17 janvier 2024 (Magali Van Reeth). Ames sensibles s’abstenir… ici, on va découper des cadavres et croiser des animaux, extraire le cerveau d’un enfant pour le greffer dans un corps adulte inanimé. Dans son laboratoire, le docteur Godwin Baxter (Godwin se traduisant par Dieu gagne) dissèque, recoud, transforme, construit des monstres. Sa dernière créature est une jolie jeune femme avec les capacités d’un nouveau né : elle doit apprendre à coordonner ses membres et structurer sa pensée à l’aide du langage et de la confrontation avec les autres. Il lui donne pour nom Bella Baxter et engage un assistant pour mesurer ses progrès.

Dans les précédents films de Yórgos Lánthimos, on découvrait des ambiances baroques où l’étrange provoquait parfois du malaise, où il y avait toujours une part de grotesque.
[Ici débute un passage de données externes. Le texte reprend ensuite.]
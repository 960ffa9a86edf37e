/// Family membership checks
///
/// Identity itself comes from an external sign-in provider; the core
/// only decides "is this a family member" and "is this an admin" by
/// matching the signed-in user against a configured allow-list. The
/// list lives in a JSON file next to the catalog.

use serde::{Deserialize, Serialize};
use std::path::Path;

use crate::error::AlbumError;
use crate::state::data::SignedInUser;

/// The configured allow-list of family members and admins
#[derive(Debug, Clone, Default, PartialEq, Serialize, Deserialize)]
pub struct FamilyConfig {
    /// Emails allowed to view and upload
    #[serde(default)]
    pub members: Vec<String>,
    /// Uids with admin rights (rebuild triggers, removals of any photo)
    #[serde(default)]
    pub admins: Vec<String>,
}

impl FamilyConfig {
    /// Load the allow-list from a JSON file
    pub fn load(path: &Path) -> Result<Self, AlbumError> {
        let contents = std::fs::read_to_string(path)?;
        Ok(serde_json::from_str(&contents)?)
    }

    pub fn to_json(&self) -> Result<String, AlbumError> {
        Ok(serde_json::to_string_pretty(self)?)
    }

    pub fn is_member(&self, user: &SignedInUser) -> bool {
        self.members.iter().any(|email| email == &user.email)
    }

    pub fn is_admin(&self, user: &SignedInUser) -> bool {
        self.admins.iter().any(|uid| uid == &user.uid)
    }
}

#[cfg(test)]
mod tests {
    use super::*;

    fn user(email: &str, uid: &str) -> SignedInUser {
        SignedInUser {
            email: email.to_string(),
            display_name: "Someone".to_string(),
            uid: uid.to_string(),
        }
    }

    fn config() -> FamilyConfig {
        FamilyConfig {
            members: vec!["mom@example.com".to_string(), "dad@example.com".to_string()],
            admins: vec!["uid-dad".to_string()],
        }
    }

    #[test]
    fn test_member_and_admin_predicates() {
        let config = config();
        assert!(config.is_member(&user("mom@example.com", "uid-mom")));
        assert!(!config.is_member(&user("stranger@example.com", "uid-x")));
        assert!(config.is_admin(&user("dad@example.com", "uid-dad")));
        assert!(!config.is_admin(&user("mom@example.com", "uid-mom")));
    }

    #[test]
    fn test_config_round_trips_through_json() {
        let config = config();
        let json = config.to_json().unwrap();
        let parsed: FamilyConfig = serde_json::from_str(&json).unwrap();
        assert_eq!(parsed, config);
    }

    #[test]
    fn test_missing_fields_default_to_empty() {
        let parsed: FamilyConfig = serde_json::from_str("{}").unwrap();
        assert!(parsed.members.is_empty());
        assert!(parsed.admins.is_empty());
    }
}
Pour Pauvres créatures, il accentue ce côté baroque avec des décors stupéfiants : bâtiments aux formes étirées où rien n’est d’équerre, où les lignes courbes ont un aspect inquiétant, des ciels aux couleurs sanguinolentes, des cadres déséquilibrés comme si tout l’ensemble menaçait de s’écrouler. Quant aux costumes portés par l’actrice Emma Stone qui joue Bella Baxter, c’est un festival de trouvailles, de tissu scintillant, de formes étranges, et toujours des manches larges, compliquées et bouffantes qui renforcent le côté déséquilibré, fragile et gonflé du personnage.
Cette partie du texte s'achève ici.